Proses pemulihan ekosistem di Gunung Buthak mencakup berbagai upaya, mulai dari reboisasi, penanaman kembali vegetasi endemik, hingga restorasi habitat satwa liar. Selain itu, penutupan juga memberikan kesempatan bagi tanah dan jalur untuk pulih dari erosi dan pemadatan yang diakibatkan oleh lalu lintas pendaki. Pendekatan ini adalah bagian dari manajemen gunung yang bertanggung jawab, yang mengakui bahwa gunung bukanlah sekadar objek rekreasi, melainkan juga ekosistem yang rapuh dan memerlukan perhatian serius untuk keberlanjutannya. Pendaki diharapkan memahami dan menghormati keputusan ini demi masa depan lingkungan.

Dampak cuaca buruk yang terjadi beberapa waktu terakhir di Kota Batu juga menjadi pengingat akan kerentanan ekosistem pegunungan terhadap perubahan iklim. Fenomena cuaca ekstrem seperti hujan lebat yang berkepanjangan dan angin kencang dapat memicu bencana alam seperti banjir bandang dan tanah longsor, yang tidak hanya membahayakan pendaki tetapi juga merusak infrastruktur jalur pendakian dan ekosistem di sekitarnya.
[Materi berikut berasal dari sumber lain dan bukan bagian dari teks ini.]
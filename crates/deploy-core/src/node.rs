//! Deployment node — the unit the scheduler orders and dispatches.

use std::collections::HashSet;
use std::fmt;

use serde::{Deserialize, Serialize};

/// A namespaced key identifying one element in a deployment run, used as the
/// key into `DeploymentState`'s insertion-ordered maps (spec.md §3).
#[derive(Debug, Clone, PartialEq, Eq, Hash, Serialize, Deserialize)]
pub enum ElementKey {
    Resource(String),
    Child(String),
    Link(String, String),
}

impl fmt::Display for ElementKey {
    fn fmt(&self, f: &mut fmt::Formatter<'_>) -> fmt::Result {
        match self {
            ElementKey::Resource(name) => write!(f, "resources.{name}"),
            ElementKey::Child(name) => write!(f, "children.{name}"),
            ElementKey::Link(a, b) => write!(f, "link({a}::{b})"),
        }
    }
}

/// A chain-link: a resource node together with the names of resources it
/// links to and that link to it (spec.md glossary).
#[derive(Debug, Clone, Default, Serialize, Deserialize)]
pub struct ChainLinkRef {
    pub resource_name: String,
    pub links_to: Vec<String>,
    pub linked_from: Vec<String>,
}

/// A reference into a nested blueprint's include tree.
#[derive(Debug, Clone, Default, Serialize, Deserialize)]
pub struct ChildRef {
    pub child_name: String,
}

/// A single node in the deployment dependency DAG: either a resource
/// (chain-link) or a nested child blueprint.
#[derive(Debug, Clone, Serialize, Deserialize)]
pub enum DeploymentNode {
    Resource(ChainLinkRef),
    Child(ChildRef),
}

impl DeploymentNode {
    pub fn logical_name(&self) -> &str {
        match self {
            DeploymentNode::Resource(r) => &r.resource_name,
            DeploymentNode::Child(c) => &c.child_name,
        }
    }

    pub fn key(&self) -> ElementKey {
        match self {
            DeploymentNode::Resource(r) => ElementKey::Resource(r.resource_name.clone()),
            DeploymentNode::Child(c) => ElementKey::Child(c.child_name.clone()),
        }
    }

    pub fn is_resource(&self) -> bool {
        matches!(self, DeploymentNode::Resource(_))
    }

    pub fn is_child(&self) -> bool {
        matches!(self, DeploymentNode::Child(_))
    }
}

/// A node annotated with its direct dependencies, as populated by the
/// Deployment Planner (C3). `DirectDependencies` drives "who unblocks whom"
/// decisions in the orchestrator's listen-loop.
#[derive(Debug, Clone, Serialize, Deserialize)]
pub struct AnnotatedNode {
    pub node: DeploymentNode,
    pub direct_dependencies: HashSet<ElementKey>,
}

impl AnnotatedNode {
    pub fn new(node: DeploymentNode) -> Self {
        Self {
            node,
            direct_dependencies: HashSet::new(),
        }
    }

    pub fn key(&self) -> ElementKey {
        self.node.key()
    }
}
Oleh karena itu, pemantauan cuaca secara berkala dan penerapan protokol keselamatan yang ketat menjadi sangat esensial bagi pengelola gunung.

Pembukaan kembali jalur pendakian Gunung Bokong dan Panderman tidak hanya membawa angin segar bagi para petualang, tetapi juga memberikan dampak positif bagi perekonomian lokal di sekitar Kota Batu. Aktivitas pendakian secara langsung mendukung berbagai sektor, mulai dari penyewaan peralatan pendakian, jasa pemandu lokal, penginapan, hingga warung-warung makan yang berada di sekitar pos pendakian. Hal ini menciptakan multiplier effect yang signifikan, membantu menghidupkan kembali roda perekonomian masyarakat setelah sempat terhenti akibat penutupan jalur.

Dengan kembali beroperasinya kedua jalur pendakian ini, diharapkan gairah pariwisata petualangan di Kota Batu akan kembali meningkat. Namun, para pendaki juga diingatkan untuk selalu memprioritaskan keselamatan diri dan senantiasa menjaga kebersihan serta kelestarian lingkungan selama melakukan pendakian. Kepatuhan terhadap peraturan yang ditetapkan oleh LMDH dan pihak berwenang lainnya adalah kunci untuk memastikan pengalaman pendakian yang aman, menyenangkan, dan bertanggung jawab. Pemantauan berkelanjutan terhadap kondisi cuaca dan ekosistem akan terus dilakukan untuk menjamin keamanan dan keberlanjutan aktivitas pendakian di masa mendatang.